* DATA EXCERPTS *
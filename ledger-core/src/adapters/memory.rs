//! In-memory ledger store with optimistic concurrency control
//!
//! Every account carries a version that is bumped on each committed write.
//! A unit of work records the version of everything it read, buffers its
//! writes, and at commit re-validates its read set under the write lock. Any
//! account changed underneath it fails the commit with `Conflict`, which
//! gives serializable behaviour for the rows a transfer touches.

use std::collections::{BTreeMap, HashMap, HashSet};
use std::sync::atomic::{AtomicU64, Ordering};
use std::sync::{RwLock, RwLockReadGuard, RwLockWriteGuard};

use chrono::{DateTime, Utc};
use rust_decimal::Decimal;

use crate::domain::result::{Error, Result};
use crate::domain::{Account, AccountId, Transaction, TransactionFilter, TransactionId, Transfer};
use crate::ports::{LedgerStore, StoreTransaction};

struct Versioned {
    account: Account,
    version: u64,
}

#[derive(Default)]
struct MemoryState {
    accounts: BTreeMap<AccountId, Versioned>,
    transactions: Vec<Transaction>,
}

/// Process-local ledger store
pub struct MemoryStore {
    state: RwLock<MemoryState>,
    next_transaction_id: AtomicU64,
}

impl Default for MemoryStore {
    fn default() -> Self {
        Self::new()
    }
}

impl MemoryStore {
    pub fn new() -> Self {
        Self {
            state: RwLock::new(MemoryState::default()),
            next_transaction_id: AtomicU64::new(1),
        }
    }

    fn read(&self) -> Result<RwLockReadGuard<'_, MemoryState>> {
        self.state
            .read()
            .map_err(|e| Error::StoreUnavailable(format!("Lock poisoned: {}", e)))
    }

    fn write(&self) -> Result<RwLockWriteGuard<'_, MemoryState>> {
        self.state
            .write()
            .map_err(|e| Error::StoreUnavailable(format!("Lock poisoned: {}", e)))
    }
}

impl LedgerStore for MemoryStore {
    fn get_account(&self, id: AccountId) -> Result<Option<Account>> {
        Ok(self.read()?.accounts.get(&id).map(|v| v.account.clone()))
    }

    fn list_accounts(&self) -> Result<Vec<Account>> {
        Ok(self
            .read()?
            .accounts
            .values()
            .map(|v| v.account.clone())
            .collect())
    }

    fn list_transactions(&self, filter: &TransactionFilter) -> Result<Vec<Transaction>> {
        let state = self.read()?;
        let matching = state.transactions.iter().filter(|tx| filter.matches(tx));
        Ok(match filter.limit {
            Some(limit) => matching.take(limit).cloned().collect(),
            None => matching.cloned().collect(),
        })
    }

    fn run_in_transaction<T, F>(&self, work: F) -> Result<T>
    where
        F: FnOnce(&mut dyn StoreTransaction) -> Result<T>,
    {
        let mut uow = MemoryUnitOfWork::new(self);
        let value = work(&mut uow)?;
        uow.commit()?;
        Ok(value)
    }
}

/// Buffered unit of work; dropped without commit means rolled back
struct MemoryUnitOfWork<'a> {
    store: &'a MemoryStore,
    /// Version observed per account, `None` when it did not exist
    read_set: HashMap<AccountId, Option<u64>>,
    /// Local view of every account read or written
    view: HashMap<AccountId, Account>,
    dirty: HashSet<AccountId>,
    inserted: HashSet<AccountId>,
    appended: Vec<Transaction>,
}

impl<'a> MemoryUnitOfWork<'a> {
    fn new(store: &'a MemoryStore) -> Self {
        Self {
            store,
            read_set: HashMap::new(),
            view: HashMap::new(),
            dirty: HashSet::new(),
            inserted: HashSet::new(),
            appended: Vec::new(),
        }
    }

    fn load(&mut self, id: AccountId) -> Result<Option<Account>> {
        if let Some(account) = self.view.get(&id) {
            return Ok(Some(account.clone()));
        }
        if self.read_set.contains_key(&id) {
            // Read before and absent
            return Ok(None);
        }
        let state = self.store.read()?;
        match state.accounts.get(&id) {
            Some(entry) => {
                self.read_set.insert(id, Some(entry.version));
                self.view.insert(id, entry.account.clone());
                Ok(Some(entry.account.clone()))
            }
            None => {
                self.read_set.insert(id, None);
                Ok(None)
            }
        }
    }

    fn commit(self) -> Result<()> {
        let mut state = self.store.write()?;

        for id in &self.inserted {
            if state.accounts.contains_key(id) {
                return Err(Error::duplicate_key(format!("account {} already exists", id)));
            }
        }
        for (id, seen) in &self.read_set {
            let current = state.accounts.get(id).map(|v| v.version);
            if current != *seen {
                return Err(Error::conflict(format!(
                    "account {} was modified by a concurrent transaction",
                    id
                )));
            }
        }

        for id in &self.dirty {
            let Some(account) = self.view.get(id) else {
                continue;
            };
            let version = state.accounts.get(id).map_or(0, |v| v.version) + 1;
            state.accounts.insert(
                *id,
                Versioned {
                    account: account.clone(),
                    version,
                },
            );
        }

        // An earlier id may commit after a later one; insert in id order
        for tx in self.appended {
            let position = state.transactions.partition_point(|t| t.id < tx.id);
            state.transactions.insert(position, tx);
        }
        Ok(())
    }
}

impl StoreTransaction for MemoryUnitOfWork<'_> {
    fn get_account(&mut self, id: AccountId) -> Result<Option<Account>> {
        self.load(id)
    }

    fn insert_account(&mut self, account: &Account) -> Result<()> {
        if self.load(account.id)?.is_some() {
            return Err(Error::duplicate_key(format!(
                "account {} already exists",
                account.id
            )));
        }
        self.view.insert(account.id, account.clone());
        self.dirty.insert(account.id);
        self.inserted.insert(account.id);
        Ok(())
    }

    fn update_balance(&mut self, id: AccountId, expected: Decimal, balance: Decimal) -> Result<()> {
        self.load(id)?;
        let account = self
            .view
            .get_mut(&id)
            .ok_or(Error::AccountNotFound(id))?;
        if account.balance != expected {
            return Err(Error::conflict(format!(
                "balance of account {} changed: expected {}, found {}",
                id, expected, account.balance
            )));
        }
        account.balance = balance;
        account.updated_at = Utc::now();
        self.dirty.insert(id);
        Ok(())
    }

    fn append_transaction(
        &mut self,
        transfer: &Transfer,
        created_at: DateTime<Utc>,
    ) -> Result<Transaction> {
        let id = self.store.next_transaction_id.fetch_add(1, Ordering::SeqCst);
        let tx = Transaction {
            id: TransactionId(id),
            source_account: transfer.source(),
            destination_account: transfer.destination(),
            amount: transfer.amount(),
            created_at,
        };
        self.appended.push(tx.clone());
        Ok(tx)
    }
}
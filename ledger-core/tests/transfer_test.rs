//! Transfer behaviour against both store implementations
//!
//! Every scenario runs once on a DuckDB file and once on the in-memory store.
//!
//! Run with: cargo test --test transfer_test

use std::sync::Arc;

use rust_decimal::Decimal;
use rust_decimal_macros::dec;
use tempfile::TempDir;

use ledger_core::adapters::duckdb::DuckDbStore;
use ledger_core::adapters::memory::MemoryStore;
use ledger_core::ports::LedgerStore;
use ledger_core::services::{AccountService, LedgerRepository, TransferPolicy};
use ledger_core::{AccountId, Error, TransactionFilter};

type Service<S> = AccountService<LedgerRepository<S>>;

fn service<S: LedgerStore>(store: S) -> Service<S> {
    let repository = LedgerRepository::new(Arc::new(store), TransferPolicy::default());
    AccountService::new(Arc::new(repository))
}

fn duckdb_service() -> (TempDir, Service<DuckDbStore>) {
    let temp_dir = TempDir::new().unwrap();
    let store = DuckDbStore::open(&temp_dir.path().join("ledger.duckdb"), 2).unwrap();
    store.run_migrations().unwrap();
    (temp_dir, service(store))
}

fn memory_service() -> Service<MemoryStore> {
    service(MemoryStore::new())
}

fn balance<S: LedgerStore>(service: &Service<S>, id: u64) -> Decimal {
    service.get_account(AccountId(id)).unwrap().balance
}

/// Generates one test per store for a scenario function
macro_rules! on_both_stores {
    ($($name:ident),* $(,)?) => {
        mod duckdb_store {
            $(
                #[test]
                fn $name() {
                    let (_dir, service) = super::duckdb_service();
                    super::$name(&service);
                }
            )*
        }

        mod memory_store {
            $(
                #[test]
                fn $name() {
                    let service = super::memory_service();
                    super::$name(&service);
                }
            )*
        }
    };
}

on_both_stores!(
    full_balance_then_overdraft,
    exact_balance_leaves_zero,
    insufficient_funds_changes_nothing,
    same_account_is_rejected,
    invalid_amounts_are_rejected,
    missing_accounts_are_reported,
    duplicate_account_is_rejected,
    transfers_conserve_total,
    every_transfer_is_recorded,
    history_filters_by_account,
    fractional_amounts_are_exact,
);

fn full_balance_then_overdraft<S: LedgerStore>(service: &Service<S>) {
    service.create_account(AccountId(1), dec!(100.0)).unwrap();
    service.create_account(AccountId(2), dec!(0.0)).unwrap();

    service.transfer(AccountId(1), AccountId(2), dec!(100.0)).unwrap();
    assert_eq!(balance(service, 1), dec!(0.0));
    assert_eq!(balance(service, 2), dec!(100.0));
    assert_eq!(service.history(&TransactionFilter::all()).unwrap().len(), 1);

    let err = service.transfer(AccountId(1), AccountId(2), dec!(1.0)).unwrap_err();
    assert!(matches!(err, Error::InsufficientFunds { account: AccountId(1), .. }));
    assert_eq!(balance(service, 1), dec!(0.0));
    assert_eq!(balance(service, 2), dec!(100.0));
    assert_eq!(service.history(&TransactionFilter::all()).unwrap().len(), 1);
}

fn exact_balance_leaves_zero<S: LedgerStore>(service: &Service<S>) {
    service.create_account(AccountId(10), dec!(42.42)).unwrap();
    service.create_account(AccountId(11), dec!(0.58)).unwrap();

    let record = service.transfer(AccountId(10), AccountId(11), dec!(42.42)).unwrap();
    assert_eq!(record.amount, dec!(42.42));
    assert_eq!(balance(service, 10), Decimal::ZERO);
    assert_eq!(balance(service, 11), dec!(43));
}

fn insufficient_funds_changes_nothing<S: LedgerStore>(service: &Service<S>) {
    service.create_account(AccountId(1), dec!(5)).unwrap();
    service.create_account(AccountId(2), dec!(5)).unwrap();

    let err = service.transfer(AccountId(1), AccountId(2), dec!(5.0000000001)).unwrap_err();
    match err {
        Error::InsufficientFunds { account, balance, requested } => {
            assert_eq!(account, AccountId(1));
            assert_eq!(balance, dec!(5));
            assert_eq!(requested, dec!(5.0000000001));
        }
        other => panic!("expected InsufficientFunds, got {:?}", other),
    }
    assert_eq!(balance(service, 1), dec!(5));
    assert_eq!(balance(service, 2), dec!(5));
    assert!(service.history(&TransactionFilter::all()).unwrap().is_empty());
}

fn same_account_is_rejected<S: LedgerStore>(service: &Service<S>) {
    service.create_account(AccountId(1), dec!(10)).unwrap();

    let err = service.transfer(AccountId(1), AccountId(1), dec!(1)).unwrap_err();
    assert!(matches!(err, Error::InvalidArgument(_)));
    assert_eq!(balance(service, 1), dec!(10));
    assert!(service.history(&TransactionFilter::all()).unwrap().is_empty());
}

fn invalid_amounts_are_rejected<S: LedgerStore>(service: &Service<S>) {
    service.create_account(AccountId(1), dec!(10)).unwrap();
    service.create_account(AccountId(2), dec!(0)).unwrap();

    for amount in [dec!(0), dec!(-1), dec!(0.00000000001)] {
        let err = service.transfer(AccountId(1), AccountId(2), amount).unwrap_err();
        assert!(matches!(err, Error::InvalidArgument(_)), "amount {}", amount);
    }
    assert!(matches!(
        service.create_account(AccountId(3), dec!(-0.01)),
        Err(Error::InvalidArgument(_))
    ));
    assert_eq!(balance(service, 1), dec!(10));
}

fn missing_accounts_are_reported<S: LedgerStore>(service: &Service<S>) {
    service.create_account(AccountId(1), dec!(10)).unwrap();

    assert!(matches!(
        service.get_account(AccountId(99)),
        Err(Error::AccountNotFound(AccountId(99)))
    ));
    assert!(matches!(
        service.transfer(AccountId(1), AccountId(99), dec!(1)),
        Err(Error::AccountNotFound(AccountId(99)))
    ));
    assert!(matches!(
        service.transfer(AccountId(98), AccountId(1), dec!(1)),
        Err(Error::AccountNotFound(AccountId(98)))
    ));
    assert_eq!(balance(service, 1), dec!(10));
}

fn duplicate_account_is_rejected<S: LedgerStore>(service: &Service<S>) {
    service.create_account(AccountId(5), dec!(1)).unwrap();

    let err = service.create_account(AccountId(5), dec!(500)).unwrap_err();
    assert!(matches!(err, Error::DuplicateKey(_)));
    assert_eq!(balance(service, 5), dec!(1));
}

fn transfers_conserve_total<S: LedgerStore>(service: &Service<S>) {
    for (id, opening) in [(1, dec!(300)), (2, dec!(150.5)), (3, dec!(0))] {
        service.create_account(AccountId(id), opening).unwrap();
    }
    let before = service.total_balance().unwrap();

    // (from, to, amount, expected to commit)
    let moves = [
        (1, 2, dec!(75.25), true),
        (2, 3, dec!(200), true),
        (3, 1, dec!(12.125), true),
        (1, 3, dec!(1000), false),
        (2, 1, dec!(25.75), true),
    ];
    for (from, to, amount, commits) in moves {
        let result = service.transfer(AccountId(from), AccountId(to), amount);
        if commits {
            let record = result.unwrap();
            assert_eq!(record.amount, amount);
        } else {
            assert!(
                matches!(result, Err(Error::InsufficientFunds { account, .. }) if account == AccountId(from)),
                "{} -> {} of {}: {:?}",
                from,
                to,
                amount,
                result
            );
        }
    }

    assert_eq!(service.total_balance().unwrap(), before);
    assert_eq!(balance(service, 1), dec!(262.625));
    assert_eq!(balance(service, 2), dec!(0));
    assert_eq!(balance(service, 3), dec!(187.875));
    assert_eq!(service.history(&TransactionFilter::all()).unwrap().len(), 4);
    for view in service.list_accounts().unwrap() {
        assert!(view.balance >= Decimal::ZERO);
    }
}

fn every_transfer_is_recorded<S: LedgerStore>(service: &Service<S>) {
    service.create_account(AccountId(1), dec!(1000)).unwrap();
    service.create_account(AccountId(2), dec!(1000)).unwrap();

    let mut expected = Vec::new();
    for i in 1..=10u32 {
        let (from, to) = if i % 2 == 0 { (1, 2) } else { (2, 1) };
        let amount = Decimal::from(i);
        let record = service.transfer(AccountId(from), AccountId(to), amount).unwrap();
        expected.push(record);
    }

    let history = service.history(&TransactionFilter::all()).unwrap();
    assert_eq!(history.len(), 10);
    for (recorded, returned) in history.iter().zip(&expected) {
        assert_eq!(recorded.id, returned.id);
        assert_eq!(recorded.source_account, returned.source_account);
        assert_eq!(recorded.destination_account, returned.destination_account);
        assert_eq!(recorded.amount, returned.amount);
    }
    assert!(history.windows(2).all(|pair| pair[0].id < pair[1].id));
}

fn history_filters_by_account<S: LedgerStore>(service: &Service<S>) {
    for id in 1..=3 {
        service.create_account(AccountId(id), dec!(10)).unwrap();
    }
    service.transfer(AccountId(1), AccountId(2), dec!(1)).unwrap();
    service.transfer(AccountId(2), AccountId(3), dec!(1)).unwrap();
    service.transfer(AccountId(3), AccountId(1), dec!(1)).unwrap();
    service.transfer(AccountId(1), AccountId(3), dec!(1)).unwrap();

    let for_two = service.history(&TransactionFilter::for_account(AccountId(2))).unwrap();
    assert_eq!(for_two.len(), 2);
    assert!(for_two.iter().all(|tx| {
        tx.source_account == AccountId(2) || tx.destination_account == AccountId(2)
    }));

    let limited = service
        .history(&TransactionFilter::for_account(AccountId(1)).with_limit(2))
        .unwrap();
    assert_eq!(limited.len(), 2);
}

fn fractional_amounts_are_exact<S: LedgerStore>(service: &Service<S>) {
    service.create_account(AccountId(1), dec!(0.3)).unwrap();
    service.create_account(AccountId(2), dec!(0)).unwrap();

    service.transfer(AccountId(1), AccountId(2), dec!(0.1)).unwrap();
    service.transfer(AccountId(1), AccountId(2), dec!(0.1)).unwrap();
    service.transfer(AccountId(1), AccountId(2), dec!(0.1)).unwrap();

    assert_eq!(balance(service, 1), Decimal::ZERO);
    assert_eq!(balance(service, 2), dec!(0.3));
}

* WORK REQUEST *
The expected answer is an exact copy of the lines above, beginning at the line with "F: FnOnce(&mut dyn" and ending at the line with "fn commit(self) ->", with both ends in.

* TASK RESULT *
        F: FnOnce(&mut dyn StoreTransaction) -> Result<T>,
    {
        let mut uow = MemoryUnitOfWork::new(self);
        let value = work(&mut uow)?;
        uow.commit()?;
        Ok(value)
    }
}

/// Buffered unit of work; dropped without commit means rolled back
struct MemoryUnitOfWork<'a> {
    store: &'a MemoryStore,
    /// Version observed per account, `None` when it did not exist
    read_set: HashMap<AccountId, Option<u64>>,
    /// Local view of every account read or written
    view: HashMap<AccountId, Account>,
    dirty: HashSet<AccountId>,
    inserted: HashSet<AccountId>,
    appended: Vec<Transaction>,
}

impl<'a> MemoryUnitOfWork<'a> {
    fn new(store: &'a MemoryStore) -> Self {
        Self {
            store,
            read_set: HashMap::new(),
            view: HashMap::new(),
            dirty: HashSet::new(),
            inserted: HashSet::new(),
            appended: Vec::new(),
        }
    }

    fn load(&mut self, id: AccountId) -> Result<Option<Account>> {
        if let Some(account) = self.view.get(&id) {
            return Ok(Some(account.clone()));
        }
        if self.read_set.contains_key(&id) {
            // Read before and absent
            return Ok(None);
        }
        let state = self.store.read()?;
        match state.accounts.get(&id) {
            Some(entry) => {
                self.read_set.insert(id, Some(entry.version));
                self.view.insert(id, entry.account.clone());
                Ok(Some(entry.account.clone()))
            }
            None => {
                self.read_set.insert(id, None);
                Ok(None)
            }
        }
    }

    fn commit(self) -> Result<()> {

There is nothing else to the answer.